The crew of a Panamanian-flagged cargo ship found themselves in dire straits on Tuesday evening as their vessel found itself wedged sideways into the banks of the Suez Canal, blocking all traffic in both directions through the waterway.
“Ship in front of us ran aground while going through the canal and is now stuck sideways looks like we might be here for a little bit,” user fallenhearts17 posted on Instagram on Tuesday, accompanied by an alarming image of a huge container vessel sitting astride the Suez Canal.
According to ship tracking data, the vessel is the Ever Given, a 400-meter-by-59-meter cargo vessel with a gross tonnage of 219,079 tons flying the flag of Panama. The cargo ship is logged as having last visited Tanjung Pelepas, Malaysia, and is en route to Rotterdam, the Netherlands, where it was due to arrive in a week. That was, at least, until this afternoon.
It’s unknown how the huge ship arrived in its predicament, but fallenhearts17 did note that the ship had cut off their vessel, which appears to the Maersk Denver, before entering the canal.
Now, Egypt has mounted an all-out effort to try and induce the Ever Given to budge. In the photo, a small excavator can be seen attempting to dig out the ship’s bow from the sandy shore, and vessel tracking data shows close to a dozen tugs trying to push it into deeper water.

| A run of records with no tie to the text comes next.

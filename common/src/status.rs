use num_derive::{FromPrimitive, ToPrimitive};

/// Error kinds surfaced to applications. These are terminal outcomes, never
/// exceptions: every task resolves to exactly one of these (or success).
#[derive(Debug, Clone, Copy, PartialEq, Eq, FromPrimitive, ToPrimitive)]
#[allow(non_camel_case_types)]
pub enum GattError {
    Success = 0,
    NullTarget,
    NotConnected,
    NoMatchingTarget,
    OperationNotSupported,
    TimedOut,
    RemoteGattFailure,
    CancelledFromDisconnect,
    CancelledFromBleTurningOff,
    FailedToToggleNotification,
    FailedToSetValueOnTarget,
    AndroidVersionNotSupported,
    Busy,
    AuthenticationFailed,
    InitializationFailed,
    BondFailed,
    ExplicitDisconnect,
    RogueDisconnect,
    DiscoveringResourcesFailed,
}

impl Default for GattError {
    fn default() -> Self {
        GattError::Success
    }
}

impl From<u32> for GattError {
    fn from(val: u32) -> Self {
        num_traits::FromPrimitive::from_u32(val).unwrap_or(GattError::OperationNotSupported)
    }
}

impl From<GattError> for u32 {
    fn from(val: GattError) -> Self {
        num_traits::ToPrimitive::to_u32(&val).unwrap_or(0)
    }
}

impl std::fmt::Display for GattError {
    fn fmt(&self, f: &mut std::fmt::Formatter<'_>) -> std::fmt::Result {
        write!(f, "{:?}", self)
    }
}

impl GattError {
    pub fn is_success(&self) -> bool {
        matches!(self, GattError::Success)
    }
}

#[cfg(test)]
mod tests {
    use super::*;

    #[test]
    fn round_trips_through_u32() {
        let e = GattError::BondFailed;
        let raw: u32 = e.into();
        assert_eq!(GattError::from(raw), GattError::BondFailed);
    }

    #[test]
    fn unknown_value_falls_back() {
        assert_eq!(GattError::from(9999u32), GattError::OperationNotSupported);
    }
}
use crate::config::Config;
use crate::device::ReconnectBookkeeping;
use crate::events::ConnectFailEvent;
use ble_common::GattError;
use std::time::{Duration, Instant};

#[derive(Debug, Clone, Copy, PartialEq, Eq)]
pub enum ReconnectDecision {
    RetryNow { auto_connect: bool },
    RetryAfter { delay: Duration },
    GiveUp,
}

/// Stateless decision function over a device's `ReconnectBookkeeping`. A
/// single connect "attempt" spans BLE_CONNECTING through INITIALIZING;
/// sub-step failures within the short-term and long-term windows are
/// retried silently. Exactly one `GiveUp` is ever returned per window,
/// which is the only point the caller should surface a `ConnectFailEvent`
/// to the application (invariant: one visible failure per long-term
/// window, regardless of how many sub-attempts it took).
pub fn on_connect_fail(
    bk: &mut ReconnectBookkeeping,
    config: &Config,
    event: &ConnectFailEvent,
    now: Instant,
) -> ReconnectDecision {
    if event.status == GattError::TimedOut && !bk.retried_this_attempt {
        bk.retried_this_attempt = true;
        return ReconnectDecision::RetryNow { auto_connect: !event.auto_connect_used };
    }
    bk.retried_this_attempt = false;
    bk.attempt_count += 1;
    bk.last_failure = Some(event.status);

    let window_start = *bk.window_start.get_or_insert(now);

    if !bk.in_long_term {
        if now.duration_since(window_start) < config.reconnect_filter_short_term_timeout {
            let delay = short_term_delay(bk.attempt_count);
            bk.next_permitted_attempt = Some(now + delay);
            return ReconnectDecision::RetryAfter { delay };
        }
        bk.in_long_term = true;
        bk.window_start = Some(now);
    }

    let long_term_start = bk.window_start.expect("long-term window always has a start once entered");
    if now.duration_since(long_term_start) >= config.reconnect_filter_long_term_timeout {
        return ReconnectDecision::GiveUp;
    }

    let delay = long_term_delay(bk.attempt_count);
    bk.next_permitted_attempt = Some(now + delay);
    ReconnectDecision::RetryAfter { delay }
}

fn short_term_delay(attempt: u32) -> Duration {
    Duration::from_millis(200 * attempt.min(5) as u64)
}

fn long_term_delay(attempt: u32) -> Duration {
    Duration::from_secs(attempt.min(30) as u64)
}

With the ship sideways, no traffic can pass through the canal, which is the only way to get from the Mediterranean Sea to the Red Sea and the Indian Ocean beyond. Tracking data shows a true traffic jam developing at both ends of the 120-mile-long canal, with dozens of ships waiting to enter.
The busy waterway handles roughly 47 ships per day, although crashes often occur due to its narrowness. In 2014, two enormous container ships collided at the north end of the Suez Canal, and in 2018, a five-ship pile-up happened inside the canal after one ship’s engine cut out, causing the others to run into the back of one another.
The canal was built between 1859 and 1869 under the direction of French engineer Ferdinand de Lesseps and financed by the French and Egyptian governments. However, Cairo lost all control over the canal after the heavily indebted Egyptian government was forced to sell its shares in the managing company to the UK in 1875. In 1956, when the company’s 99-year lease expired, Egyptian President Gamel abd al-Nasser moved to nationalize the canal, after which a joint British-French-Israeli force temporarily invaded and occupied the canal zone, closing it for nearly a year before US and Soviet pressure forced them to withdraw.